There have been plenty of watershed moments in English cricket, but this truly felt seismic, registering 10 on the richter scale of significance, topping the great earthquake precipitated by the 2005 Ashes.
Plot twists
The plot had twists throughout. A New Zealand first innings packed with ups and downs, which left an achievable but not straightforward total.
An England innings which stuttered, recovered through an 110-run partnership between Stokes and Jos Buttler, faltered when the latter was dismissed, looked hopeless when lower order wickets tumbled and was resurrected miraculously through some luck to set up a never-seen-before finale.

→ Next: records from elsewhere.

#[cfg(test)]
mod tests {
    use super::*;
    use crate::identifiers::{IdentifierKind, Resolution};
    use tempfile::TempDir;

    struct Harness {
        context: Arc<ProfileContext>,
        translator: Arc<PathTranslator>,
        store: Arc<IdentifierStore>,
        controller: ProfileController,
    }

    fn harness(temp_dir: &TempDir) -> Harness {
        let context = Arc::new(ProfileContext::new());
        let translator = Arc::new(PathTranslator::new(temp_dir.path(), context.clone()));
        let store = Arc::new(IdentifierStore::new(temp_dir.path(), context.clone()));
        let controller = ProfileController::new(
            temp_dir.path(),
            context.clone(),
            translator.clone(),
            store.clone(),
        );
        Harness {
            context,
            translator,
            store,
            controller,
        }
    }

    #[test]
    fn create_builds_tree_and_identifiers() {
        let temp_dir = TempDir::new().unwrap();
        let h = harness(&temp_dir);

        let profile = h.controller.create_profile("Work", None).unwrap();
        assert_eq!(profile.label, "Work");
        assert_eq!(profile.id.len(), 26);
        assert!(h.translator.profile_base_path(&profile.id).join("apps").is_dir());
        assert!(h.store.document_path(&profile.id).exists());

        let listed = h.controller.list_profiles().unwrap();
        assert_eq!(listed, vec![profile.clone()]);
        assert_eq!(h.controller.profile(&profile.id).unwrap(), profile);
    }

    #[test]
    fn duplicate_and_invalid_ids_are_rejected() {
        let temp_dir = TempDir::new().unwrap();
        let h = harness(&temp_dir);
        h.controller.create_profile("one", Some("p1")).unwrap();

        assert!(matches!(
            h.controller.create_profile("again", Some("p1")),
            Err(ProfileError::AlreadyExists(_))
        ));
        assert!(matches!(
            h.controller.create_profile("bad", Some("../etc")),
            Err(ProfileError::InvalidId(_))
        ));
        assert!(matches!(
            h.controller.profile("missing"),
            Err(ProfileError::NotFound(_))
        ));
    }

    #[test]
    fn switch_publishes_and_persists() {
        let temp_dir = TempDir::new().unwrap();
        let h = harness(&temp_dir);
        h.controller.create_profile("one", Some("p1")).unwrap();

        assert!(h.controller.switch_profile("p1").unwrap());
        assert_eq!(h.context.current().as_deref(), Some("p1"));
        assert_eq!(h.context.version(), 1);
        assert_eq!(h.controller.persisted_profile_id().unwrap().as_deref(), Some("p1"));

        // Switching to the current profile changes nothing.
        assert!(!h.controller.switch_profile("p1").unwrap());
        assert_eq!(h.context.version(), 1);
    }

    #[test]
    fn switch_to_unknown_profile_creates_it() {
        let temp_dir = TempDir::new().unwrap();
        let h = harness(&temp_dir);
        h.controller.switch_profile("fresh").unwrap();
        assert_eq!(h.controller.profile("fresh").unwrap().label, "fresh");
        assert!(matches!(
            h.store.resolve(IdentifierKind::Idfa, "app").unwrap(),
            Resolution::Spoofed(_)
        ));
    }

    #[test]
    fn failed_switch_keeps_previous_profile() {
        let temp_dir = TempDir::new().unwrap();
        let h = harness(&temp_dir);
        h.controller.create_profile("one", Some("p1")).unwrap();
        h.controller.create_profile("two", Some("p2")).unwrap();
        h.controller.switch_profile("p1").unwrap();

        // Block p2's apps directory with a file.
        let apps = h.translator.profile_base_path("p2").join("apps");
        std::fs::remove_dir_all(&apps).unwrap();
        std::fs::write(&apps, b"").unwrap();

        assert!(h.controller.switch_profile("p2").is_err());
        assert_eq!(h.context.current().as_deref(), Some("p1"));
        assert_eq!(h.controller.persisted_profile_id().unwrap().as_deref(), Some("p1"));
    }

    #[test]
    fn delete_refuses_current_and_removes_others() {
        let temp_dir = TempDir::new().unwrap();
        let h = harness(&temp_dir);
        h.controller.create_profile("one", Some("p1")).unwrap();
        h.controller.create_profile("two", Some("p2")).unwrap();
        h.controller.switch_profile("p1").unwrap();

        assert!(matches!(
            h.controller.delete_profile("p1"),
            Err(ProfileError::DeleteCurrent(_))
        ));

        h.controller.delete_profile("p2").unwrap();
        assert!(!h.translator.profile_base_path("p2").exists());
        assert_eq!(h.controller.list_profiles().unwrap().len(), 1);
        assert!(matches!(
            h.controller.delete_profile("p2"),
            Err(ProfileError::NotFound(_))
        ));
    }

    #[test]
    fn resume_restores_persisted_selection() {
        let temp_dir = TempDir::new().unwrap();
        {
            let h = harness(&temp_dir);
            h.controller.create_profile("one", Some("p1")).unwrap();
            h.controller.switch_profile("p1").unwrap();
        }

        let h = harness(&temp_dir);
        assert_eq!(h.context.current(), None);
        assert_eq!(h.controller.resume().unwrap().as_deref(), Some("p1"));
        assert_eq!(h.context.current().as_deref(), Some("p1"));
    }

    #[test]
    fn failed_create_leaves_nothing_behind() {
        struct Garbage;
        impl Generator for Garbage {
            fn generate(&self, _kind: IdentifierKind) -> String {
                "garbage".to_string()
            }
        }

        let temp_dir = TempDir::new().unwrap();
        let context = Arc::new(ProfileContext::new());
        let translator = Arc::new(PathTranslator::new(temp_dir.path(), context.clone()));
        let store = Arc::new(IdentifierStore::with_generator(temp_dir.path(), context.clone(), Garbage));
        let controller = ProfileController::new(temp_dir.path(), context, translator.clone(), store);

        assert!(matches!(
            controller.create_profile("one", Some("p1")),
            Err(ProfileError::Identifier(_))
        ));
        assert!(!translator.profile_base_path("p1").exists());
        assert!(controller.list_profiles().unwrap().is_empty());
    }

    #[test]
    fn delete_refuses_profile_selected_by_another_instance() {
        let temp_dir = TempDir::new().unwrap();
        let first = harness(&temp_dir);
        first.controller.create_profile("one", Some("p1")).unwrap();
        first.controller.switch_profile("p1").unwrap();

        let second = harness(&temp_dir);
        assert_eq!(second.context.current(), None);
        assert!(matches!(
            second.controller.delete_profile("p1"),
            Err(ProfileError::DeleteCurrent(_))
        ));
        assert!(second.translator.profile_base_path("p1").exists());
    }

    #[test]
    fn concurrent_switches_keep_state_readable() {
        let temp_dir = TempDir::new().unwrap();
        let a = harness(&temp_dir);
        let b = harness(&temp_dir);
        a.controller.create_profile("one", Some("p1")).unwrap();
        a.controller.create_profile("two", Some("p2")).unwrap();

        std::thread::scope(|scope| {
            for h in [&a, &b] {
                scope.spawn(move || {
                    for i in 0..20 {
                        let id = if i % 2 == 0 { "p1" } else { "p2" };
                        h.controller.switch_profile(id).unwrap();
                    }
                });
            }
        });

        let persisted = a.controller.persisted_profile_id().unwrap();
        assert!(matches!(persisted.as_deref(), Some("p1" | "p2")));
        assert!(!temp_dir.path().join("state.json.tmp").exists());
    }

    #[test]
    fn corrupt_registry_is_reported() {
        let temp_dir = TempDir::new().unwrap();
        let h = harness(&temp_dir);
        std::fs::write(h.controller.registry_path(), "[oops").unwrap();
        assert!(matches!(
            h.controller.list_profiles(),
            Err(ProfileError::CorruptRegistry { .. })
        ));
    }
}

Every story needs a hero and here is where Stokes is so perfectly fitting, his character arc topping off an unforgettable day of theatre.
Stokes’s personal strife – drunken fight, team exclusion, court case – has given way in the last year to a new demeanour. A man-of-the-match performance in a World Cup final was his redemption.
Without his new outlook, defined by a cool head, tireless running and powerful ball-striking, his linchpin innings of 84 from 98 balls may never have happened – nor his eight runs from three balls in the super over.
Archer holds his nerve
Need more? How about a 24-year-old who wasn’t in the squad – or even eligible to be so – two and a half months ago, bowling the highest-pressure over in English cricket history 72 days after his debut and in just his 14th one-day international.
We should know by now that Jofra Archer is no normal 24-year-old.
He may have bowled a – questionable – wide first ball of the super over. He may have served up a legside half-volley for Jimmy Neesham to smack into the stands. But when it mattered, when New Zealand needed five runs from the final three balls, he backed himself and delivered to a plan. Jason Roy’s throw and Buttler’s quick-thinking did the rest.
“It has probably been the best day for cricket in this country,” concluded bowler Chris Woakes. “I feel like everything that has happened today is destiny.”
For four years, right from crashing out of the last tournament in the group stages to reaching world No1, England believed the World Cup was their destiny. What they wouldn’t have believed were the circumstances of their crowning glory.